[Opening Data section section]

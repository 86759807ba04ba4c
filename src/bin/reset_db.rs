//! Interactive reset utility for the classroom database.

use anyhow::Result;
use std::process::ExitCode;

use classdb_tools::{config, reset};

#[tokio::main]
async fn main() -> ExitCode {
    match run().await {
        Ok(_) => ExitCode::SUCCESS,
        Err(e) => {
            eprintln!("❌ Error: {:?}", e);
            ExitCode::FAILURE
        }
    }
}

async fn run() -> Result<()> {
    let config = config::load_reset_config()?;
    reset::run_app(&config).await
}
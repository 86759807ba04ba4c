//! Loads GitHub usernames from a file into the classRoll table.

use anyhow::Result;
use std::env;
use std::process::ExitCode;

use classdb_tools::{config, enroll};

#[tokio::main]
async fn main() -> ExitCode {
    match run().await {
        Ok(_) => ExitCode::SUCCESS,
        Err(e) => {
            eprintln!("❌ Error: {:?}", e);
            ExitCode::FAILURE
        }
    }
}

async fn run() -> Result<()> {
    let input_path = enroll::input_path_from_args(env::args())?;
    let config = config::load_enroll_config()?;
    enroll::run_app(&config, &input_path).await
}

[Closing Data section section]
[Opening Data section section]

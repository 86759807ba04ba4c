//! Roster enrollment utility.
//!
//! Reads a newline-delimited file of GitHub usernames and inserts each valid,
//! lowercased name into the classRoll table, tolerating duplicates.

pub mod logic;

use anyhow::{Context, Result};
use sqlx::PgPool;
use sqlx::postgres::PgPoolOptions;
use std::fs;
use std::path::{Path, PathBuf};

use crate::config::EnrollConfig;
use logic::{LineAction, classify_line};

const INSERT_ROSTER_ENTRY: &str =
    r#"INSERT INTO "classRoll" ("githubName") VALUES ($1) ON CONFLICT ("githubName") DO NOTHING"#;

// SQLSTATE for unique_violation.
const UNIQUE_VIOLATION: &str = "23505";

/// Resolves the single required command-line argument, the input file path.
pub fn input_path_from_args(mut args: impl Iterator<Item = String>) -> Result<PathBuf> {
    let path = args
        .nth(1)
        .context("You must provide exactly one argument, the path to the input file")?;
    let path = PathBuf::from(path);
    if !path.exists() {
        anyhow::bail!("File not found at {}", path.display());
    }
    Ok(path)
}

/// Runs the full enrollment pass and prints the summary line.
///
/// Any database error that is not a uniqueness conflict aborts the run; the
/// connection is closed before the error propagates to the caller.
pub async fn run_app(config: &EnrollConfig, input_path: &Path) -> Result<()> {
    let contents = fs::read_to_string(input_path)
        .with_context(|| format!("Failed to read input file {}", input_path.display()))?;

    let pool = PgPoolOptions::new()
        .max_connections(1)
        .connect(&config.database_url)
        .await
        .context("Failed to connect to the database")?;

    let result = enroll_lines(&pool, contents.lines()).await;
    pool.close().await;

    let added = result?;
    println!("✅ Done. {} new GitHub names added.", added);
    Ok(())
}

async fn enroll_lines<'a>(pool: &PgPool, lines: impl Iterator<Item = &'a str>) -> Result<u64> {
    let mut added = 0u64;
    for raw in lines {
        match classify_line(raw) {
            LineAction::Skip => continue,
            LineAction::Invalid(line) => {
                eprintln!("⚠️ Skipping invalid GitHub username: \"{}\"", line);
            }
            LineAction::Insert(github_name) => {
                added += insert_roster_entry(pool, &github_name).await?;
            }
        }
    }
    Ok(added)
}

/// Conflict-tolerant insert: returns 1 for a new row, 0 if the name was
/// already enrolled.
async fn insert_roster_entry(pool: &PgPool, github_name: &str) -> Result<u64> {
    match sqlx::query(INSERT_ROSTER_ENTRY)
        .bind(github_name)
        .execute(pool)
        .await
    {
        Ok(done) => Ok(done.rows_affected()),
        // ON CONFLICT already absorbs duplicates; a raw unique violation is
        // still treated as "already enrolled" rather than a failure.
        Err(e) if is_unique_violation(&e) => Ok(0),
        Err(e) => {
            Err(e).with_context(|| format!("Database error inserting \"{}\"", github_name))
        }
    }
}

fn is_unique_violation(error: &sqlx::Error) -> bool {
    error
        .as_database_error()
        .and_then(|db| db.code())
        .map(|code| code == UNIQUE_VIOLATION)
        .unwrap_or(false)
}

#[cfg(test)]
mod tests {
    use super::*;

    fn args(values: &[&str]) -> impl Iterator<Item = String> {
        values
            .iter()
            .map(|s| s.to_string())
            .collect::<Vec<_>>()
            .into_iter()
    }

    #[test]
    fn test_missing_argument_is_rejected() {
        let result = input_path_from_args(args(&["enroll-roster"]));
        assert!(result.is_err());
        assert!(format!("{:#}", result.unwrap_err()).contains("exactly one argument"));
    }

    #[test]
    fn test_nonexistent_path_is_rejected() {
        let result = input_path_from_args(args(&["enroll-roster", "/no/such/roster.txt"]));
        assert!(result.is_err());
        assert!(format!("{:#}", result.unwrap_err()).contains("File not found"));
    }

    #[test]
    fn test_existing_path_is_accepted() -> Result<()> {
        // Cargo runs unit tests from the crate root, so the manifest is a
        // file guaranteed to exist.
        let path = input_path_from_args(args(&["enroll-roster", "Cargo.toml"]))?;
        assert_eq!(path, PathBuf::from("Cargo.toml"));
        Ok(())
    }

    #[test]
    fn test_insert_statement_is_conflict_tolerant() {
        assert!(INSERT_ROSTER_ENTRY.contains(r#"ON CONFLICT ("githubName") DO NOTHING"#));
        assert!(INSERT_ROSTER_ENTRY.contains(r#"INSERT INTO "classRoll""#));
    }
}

[Closing Data section section]

**Task to complete**
Your answer should be a single number: the count of lines above with the word "Cargo".

**Solved exercise**
3